- [YOUR OBJECTIVE] Exactly as they appear, copy the lines from the start of the entries below to the line containing "successful save only.", both ends included.

- [Stored data]
· · ·

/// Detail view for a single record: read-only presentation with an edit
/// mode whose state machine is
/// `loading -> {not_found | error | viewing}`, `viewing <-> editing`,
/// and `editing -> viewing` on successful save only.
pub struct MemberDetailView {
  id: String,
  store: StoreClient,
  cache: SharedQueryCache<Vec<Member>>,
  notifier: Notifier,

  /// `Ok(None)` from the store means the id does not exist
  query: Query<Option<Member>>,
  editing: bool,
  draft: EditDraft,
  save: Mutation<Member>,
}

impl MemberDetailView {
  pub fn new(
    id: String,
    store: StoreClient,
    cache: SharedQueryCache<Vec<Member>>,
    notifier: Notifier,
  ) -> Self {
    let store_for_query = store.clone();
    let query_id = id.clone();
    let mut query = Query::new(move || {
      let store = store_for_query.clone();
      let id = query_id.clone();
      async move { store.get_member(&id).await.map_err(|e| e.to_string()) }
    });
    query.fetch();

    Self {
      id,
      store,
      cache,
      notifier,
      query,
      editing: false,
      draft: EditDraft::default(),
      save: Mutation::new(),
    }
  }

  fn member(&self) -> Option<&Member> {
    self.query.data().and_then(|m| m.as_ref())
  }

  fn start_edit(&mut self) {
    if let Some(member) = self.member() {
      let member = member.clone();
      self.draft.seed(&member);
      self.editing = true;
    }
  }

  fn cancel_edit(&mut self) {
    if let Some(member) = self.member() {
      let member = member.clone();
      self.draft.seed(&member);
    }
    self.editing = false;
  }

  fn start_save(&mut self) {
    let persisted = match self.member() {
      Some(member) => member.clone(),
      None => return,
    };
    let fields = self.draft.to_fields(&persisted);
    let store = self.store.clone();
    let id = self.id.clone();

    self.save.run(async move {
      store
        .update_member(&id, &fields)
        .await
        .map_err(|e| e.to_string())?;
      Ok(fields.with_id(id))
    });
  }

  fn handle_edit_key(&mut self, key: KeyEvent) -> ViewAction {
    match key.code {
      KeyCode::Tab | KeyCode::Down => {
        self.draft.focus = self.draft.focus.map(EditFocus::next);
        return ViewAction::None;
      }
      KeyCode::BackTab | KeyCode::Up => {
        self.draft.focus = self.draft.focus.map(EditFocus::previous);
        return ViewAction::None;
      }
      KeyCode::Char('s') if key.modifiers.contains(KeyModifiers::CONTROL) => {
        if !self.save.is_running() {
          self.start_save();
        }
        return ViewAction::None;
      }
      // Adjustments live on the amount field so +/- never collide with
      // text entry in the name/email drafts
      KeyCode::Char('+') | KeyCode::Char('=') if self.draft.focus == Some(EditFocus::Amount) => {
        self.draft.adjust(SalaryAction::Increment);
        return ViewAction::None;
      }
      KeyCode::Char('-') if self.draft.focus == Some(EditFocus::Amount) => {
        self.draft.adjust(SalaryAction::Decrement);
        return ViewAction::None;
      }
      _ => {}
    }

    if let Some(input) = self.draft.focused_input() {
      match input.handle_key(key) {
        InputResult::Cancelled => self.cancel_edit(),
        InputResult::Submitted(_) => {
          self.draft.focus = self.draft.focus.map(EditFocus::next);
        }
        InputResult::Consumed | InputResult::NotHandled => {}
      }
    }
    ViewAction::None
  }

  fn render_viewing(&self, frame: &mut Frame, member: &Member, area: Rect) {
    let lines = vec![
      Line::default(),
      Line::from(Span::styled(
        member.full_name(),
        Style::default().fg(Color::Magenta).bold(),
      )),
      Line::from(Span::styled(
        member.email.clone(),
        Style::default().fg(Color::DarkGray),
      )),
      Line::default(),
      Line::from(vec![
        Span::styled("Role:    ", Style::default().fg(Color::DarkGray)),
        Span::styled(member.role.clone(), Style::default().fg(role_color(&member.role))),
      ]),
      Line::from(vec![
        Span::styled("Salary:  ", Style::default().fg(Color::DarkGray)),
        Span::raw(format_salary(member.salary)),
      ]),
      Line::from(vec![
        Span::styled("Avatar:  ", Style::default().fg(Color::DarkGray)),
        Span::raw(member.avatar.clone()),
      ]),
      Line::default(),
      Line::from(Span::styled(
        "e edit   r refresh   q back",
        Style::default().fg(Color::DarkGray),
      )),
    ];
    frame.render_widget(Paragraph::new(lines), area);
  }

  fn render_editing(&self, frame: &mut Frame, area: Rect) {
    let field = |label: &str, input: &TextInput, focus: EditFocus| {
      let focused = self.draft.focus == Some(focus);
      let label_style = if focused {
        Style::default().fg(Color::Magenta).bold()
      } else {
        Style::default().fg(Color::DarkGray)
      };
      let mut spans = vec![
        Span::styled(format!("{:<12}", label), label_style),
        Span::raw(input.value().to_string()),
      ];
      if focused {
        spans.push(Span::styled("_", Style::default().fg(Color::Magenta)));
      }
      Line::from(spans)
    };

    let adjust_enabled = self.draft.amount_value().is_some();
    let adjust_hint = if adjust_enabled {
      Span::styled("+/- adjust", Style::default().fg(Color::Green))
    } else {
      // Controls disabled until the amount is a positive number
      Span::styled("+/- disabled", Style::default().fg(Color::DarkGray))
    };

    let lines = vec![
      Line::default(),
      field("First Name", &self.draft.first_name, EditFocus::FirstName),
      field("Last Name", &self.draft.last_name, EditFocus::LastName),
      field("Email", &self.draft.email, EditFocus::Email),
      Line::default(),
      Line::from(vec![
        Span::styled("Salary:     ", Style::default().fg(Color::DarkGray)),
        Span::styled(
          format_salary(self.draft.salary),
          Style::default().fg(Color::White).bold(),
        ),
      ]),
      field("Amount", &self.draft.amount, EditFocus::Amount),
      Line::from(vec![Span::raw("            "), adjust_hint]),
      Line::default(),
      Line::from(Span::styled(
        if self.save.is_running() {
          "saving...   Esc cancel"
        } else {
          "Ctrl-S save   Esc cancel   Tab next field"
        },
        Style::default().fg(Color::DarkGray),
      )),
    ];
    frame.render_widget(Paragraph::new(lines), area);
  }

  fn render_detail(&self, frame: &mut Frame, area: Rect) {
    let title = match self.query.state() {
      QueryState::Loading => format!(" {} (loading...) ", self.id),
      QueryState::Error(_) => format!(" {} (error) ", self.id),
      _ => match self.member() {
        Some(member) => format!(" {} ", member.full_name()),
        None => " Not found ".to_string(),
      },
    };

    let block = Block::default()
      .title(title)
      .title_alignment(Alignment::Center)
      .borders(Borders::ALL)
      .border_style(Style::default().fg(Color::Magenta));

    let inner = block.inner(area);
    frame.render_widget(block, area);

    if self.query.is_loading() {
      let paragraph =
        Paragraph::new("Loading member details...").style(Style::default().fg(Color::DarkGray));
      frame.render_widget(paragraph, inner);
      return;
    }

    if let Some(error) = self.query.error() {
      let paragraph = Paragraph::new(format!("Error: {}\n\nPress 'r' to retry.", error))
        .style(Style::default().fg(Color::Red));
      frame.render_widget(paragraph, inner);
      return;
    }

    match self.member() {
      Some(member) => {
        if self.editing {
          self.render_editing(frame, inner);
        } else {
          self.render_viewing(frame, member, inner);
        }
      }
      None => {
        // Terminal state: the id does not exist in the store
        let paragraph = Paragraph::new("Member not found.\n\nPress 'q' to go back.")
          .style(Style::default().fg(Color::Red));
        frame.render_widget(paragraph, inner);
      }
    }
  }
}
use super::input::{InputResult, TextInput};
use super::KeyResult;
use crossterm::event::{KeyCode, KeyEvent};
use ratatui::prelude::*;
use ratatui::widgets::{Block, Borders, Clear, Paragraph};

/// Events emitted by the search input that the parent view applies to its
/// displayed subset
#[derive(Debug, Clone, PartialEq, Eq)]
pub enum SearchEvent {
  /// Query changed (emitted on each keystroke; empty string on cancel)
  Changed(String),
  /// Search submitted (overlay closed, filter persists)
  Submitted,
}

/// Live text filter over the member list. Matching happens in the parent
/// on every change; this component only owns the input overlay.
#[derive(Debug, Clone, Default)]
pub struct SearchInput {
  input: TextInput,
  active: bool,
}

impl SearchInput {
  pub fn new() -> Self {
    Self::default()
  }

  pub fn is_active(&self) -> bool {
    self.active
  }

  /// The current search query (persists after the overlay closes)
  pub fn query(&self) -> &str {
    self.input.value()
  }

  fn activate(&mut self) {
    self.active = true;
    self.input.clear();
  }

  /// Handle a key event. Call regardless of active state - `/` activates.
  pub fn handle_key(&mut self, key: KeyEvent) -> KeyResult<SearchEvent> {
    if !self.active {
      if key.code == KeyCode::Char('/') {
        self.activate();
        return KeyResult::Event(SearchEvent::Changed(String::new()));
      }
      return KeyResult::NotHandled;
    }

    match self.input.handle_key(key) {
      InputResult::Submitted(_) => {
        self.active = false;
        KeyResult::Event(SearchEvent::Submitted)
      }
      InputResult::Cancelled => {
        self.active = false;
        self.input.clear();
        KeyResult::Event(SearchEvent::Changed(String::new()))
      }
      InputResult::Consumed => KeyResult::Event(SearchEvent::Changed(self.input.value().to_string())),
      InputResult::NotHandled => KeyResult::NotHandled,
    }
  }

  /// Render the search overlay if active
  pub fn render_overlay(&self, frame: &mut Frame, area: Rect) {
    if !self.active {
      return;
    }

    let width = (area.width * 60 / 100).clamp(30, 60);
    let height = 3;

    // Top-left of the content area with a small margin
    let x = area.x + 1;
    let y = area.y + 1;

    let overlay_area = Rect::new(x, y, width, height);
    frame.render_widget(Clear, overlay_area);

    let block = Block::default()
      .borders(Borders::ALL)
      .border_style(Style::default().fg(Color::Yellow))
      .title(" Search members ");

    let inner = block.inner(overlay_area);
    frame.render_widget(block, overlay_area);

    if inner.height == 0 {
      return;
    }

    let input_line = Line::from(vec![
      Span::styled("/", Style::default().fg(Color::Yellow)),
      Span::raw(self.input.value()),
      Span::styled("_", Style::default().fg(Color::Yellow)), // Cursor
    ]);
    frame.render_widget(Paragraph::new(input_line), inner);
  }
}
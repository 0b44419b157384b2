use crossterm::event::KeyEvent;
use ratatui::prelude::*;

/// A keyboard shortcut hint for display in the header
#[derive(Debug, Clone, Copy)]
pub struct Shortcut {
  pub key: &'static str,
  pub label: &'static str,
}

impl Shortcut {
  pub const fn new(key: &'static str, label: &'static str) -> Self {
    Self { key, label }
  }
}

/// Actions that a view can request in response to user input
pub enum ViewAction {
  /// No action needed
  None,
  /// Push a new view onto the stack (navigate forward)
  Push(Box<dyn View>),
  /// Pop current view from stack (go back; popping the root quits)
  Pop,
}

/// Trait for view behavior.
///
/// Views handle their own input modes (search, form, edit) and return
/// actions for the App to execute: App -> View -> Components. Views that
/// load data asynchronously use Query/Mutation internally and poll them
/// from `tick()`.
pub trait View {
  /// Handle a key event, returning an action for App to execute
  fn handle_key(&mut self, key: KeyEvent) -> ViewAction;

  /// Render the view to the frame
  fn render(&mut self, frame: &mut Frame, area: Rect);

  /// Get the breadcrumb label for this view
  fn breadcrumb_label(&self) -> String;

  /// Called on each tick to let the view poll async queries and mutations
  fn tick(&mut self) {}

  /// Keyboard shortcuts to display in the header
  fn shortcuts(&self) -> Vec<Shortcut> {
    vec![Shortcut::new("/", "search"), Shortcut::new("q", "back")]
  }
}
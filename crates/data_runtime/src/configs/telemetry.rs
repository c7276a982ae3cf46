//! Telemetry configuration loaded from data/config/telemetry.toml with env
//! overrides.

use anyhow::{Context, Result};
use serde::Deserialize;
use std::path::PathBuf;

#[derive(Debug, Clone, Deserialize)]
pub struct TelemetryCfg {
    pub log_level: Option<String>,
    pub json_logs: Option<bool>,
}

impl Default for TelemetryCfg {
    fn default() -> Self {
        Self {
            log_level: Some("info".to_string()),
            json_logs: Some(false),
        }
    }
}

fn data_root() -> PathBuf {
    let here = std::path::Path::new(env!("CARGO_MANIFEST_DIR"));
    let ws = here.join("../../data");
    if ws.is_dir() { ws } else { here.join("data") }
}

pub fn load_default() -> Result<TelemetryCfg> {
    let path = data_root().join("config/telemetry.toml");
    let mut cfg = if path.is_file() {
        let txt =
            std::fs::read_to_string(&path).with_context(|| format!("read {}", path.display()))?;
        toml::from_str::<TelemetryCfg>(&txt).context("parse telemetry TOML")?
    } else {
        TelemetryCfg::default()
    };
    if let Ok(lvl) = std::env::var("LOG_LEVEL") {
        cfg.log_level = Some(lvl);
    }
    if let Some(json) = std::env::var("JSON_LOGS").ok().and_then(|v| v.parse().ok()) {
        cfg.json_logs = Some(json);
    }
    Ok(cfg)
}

· · ·

- [EXERCISE RESPONSE]
/// Detail view for a single record: read-only presentation with an edit
/// mode whose state machine is
/// `loading -> {not_found | error | viewing}`, `viewing <-> editing`,
/// and `editing -> viewing` on successful save only.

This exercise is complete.